— AVAILABLE RECORDS —
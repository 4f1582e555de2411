//! Reference-counted cache of views keyed by the collection they project.
//!
//! Every holder of a pooled view owns a [`PooledView`]. Cloning the guard takes
//! another reference; releasing or dropping it gives the reference back. When
//! the count reaches zero the entry is removed, so the next [`ViewPool::acquire`]
//! for that collection builds a fresh view. The collection itself is never
//! touched by disposal.

use std::cell::RefCell;
use std::collections::HashMap;
use std::fmt;
use std::ops::Deref;
use std::rc::{Rc, Weak};

use crate::error::{Error, Result};
use crate::library::{CollectionId, SharedCollection};

use super::filtered::{FilteredView, ViewId, ViewRef};

#[derive(Debug)]
struct Entry {
    view: ViewRef,
    refcount: usize,
}

#[derive(Debug, Default)]
struct PoolState {
    entries: HashMap<CollectionId, Entry>,
}

impl PoolState {
    fn entry_for(&mut self, view: &FilteredView) -> Option<&mut Entry> {
        self.entries
            .get_mut(&view.collection_id())
            .filter(|e| e.view.id() == view.id())
    }

    fn add_ref(&mut self, view: &FilteredView) -> bool {
        match self.entry_for(view) {
            Some(entry) => {
                entry.refcount += 1;
                true
            }
            None => false,
        }
    }

    /// Returns the disposed view, if this was the last reference.
    fn release(&mut self, view: &FilteredView) -> Option<ViewRef> {
        let entry = self.entry_for(view)?;
        entry.refcount = entry.refcount.saturating_sub(1);
        if entry.refcount > 0 {
            return None;
        }
        self.entries
            .remove(&view.collection_id())
            .map(|e| e.view)
    }
}

/// Shared registry handle; clones refer to the same pool.
#[derive(Debug, Clone, Default)]
pub struct ViewPool {
    state: Rc<RefCell<PoolState>>,
}

impl ViewPool {
    pub fn new() -> Self {
        Self::default()
    }

    /// Hand out the view for `collection`, creating it on first use.
    pub fn acquire(&self, collection: &SharedCollection) -> PooledView {
        let id = collection.borrow().id();
        let mut state = self.state.borrow_mut();
        let entry = state.entries.entry(id).or_insert_with(|| {
            let view = Rc::new(FilteredView::new(collection));
            log::debug!("view pool: created {:?} for {:?}", view.id(), id);
            Entry { view, refcount: 0 }
        });
        entry.refcount += 1;
        PooledView {
            pool: Rc::downgrade(&self.state),
            view: Rc::clone(&entry.view),
            released: false,
        }
    }

    /// Take another reference on a view that is already in the pool.
    ///
    /// Views built outside the pool, and views already disposed, are
    /// rejected with [`Error::ViewNotPooled`].
    pub fn reference(&self, view: &FilteredView) -> Result<PooledView> {
        let mut state = self.state.borrow_mut();
        let Some(entry) = state.entry_for(view) else {
            return Err(Error::ViewNotPooled(view.id()));
        };
        entry.refcount += 1;
        Ok(PooledView {
            pool: Rc::downgrade(&self.state),
            view: Rc::clone(&entry.view),
            released: false,
        })
    }

    /// Give a reference back; `None` is accepted and ignored.
    pub fn release(&self, view: Option<PooledView>) {
        if let Some(mut v) = view {
            v.release();
        }
    }

    /// Current reference count of `view`, zero when it is not pooled.
    pub fn refcount(&self, view: ViewId) -> usize {
        self.state
            .borrow()
            .entries
            .values()
            .find(|e| e.view.id() == view)
            .map_or(0, |e| e.refcount)
    }

    pub fn contains(&self, view: ViewId) -> bool {
        self.refcount(view) > 0
    }

    /// The live view for `collection`, without taking a reference.
    pub fn get(&self, collection: CollectionId) -> Option<ViewRef> {
        self.state
            .borrow()
            .entries
            .get(&collection)
            .map(|e| Rc::clone(&e.view))
    }

    pub fn len(&self) -> usize {
        self.state.borrow().entries.len()
    }

    pub fn is_empty(&self) -> bool {
        self.len() == 0
    }
}

/// One counted reference to a pooled view.
pub struct PooledView {
    pool: Weak<RefCell<PoolState>>,
    view: ViewRef,
    released: bool,
}

impl PooledView {
    pub fn view_ref(&self) -> &ViewRef {
        &self.view
    }

    pub fn is_released(&self) -> bool {
        self.released
    }

    /// Give this reference back to the pool. Calling it again is a no-op.
    pub fn release(&mut self) {
        if self.released {
            return;
        }
        self.released = true;
        let Some(pool) = self.pool.upgrade() else {
            return;
        };
        let disposed = pool.borrow_mut().release(&self.view);
        if let Some(view) = disposed {
            log::debug!(
                "view pool: disposed {:?} of {:?}",
                view.id(),
                view.collection_id()
            );
        }
    }
}

impl Clone for PooledView {
    /// Takes a new reference; cloning a released guard yields a released guard.
    fn clone(&self) -> Self {
        let counted = !self.released
            && self
                .pool
                .upgrade()
                .is_some_and(|pool| pool.borrow_mut().add_ref(&self.view));
        Self {
            pool: self.pool.clone(),
            view: Rc::clone(&self.view),
            released: !counted,
        }
    }
}

impl Deref for PooledView {
    type Target = FilteredView;

    fn deref(&self) -> &FilteredView {
        &self.view
    }
}

impl Drop for PooledView {
    fn drop(&mut self) {
        self.release();
    }
}

impl fmt::Debug for PooledView {
    fn fmt(&self, f: &mut fmt::Formatter<'_>) -> fmt::Result {
        f.debug_struct("PooledView")
            .field("view", &self.view.id())
            .field("released", &self.released)
            .finish()
    }
}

— WORK TO COMPLETE —
Using the material above, state how many lines carry the word "crate", giving the number alone.

— SOLUTION FOR THIS PROBLEM —
2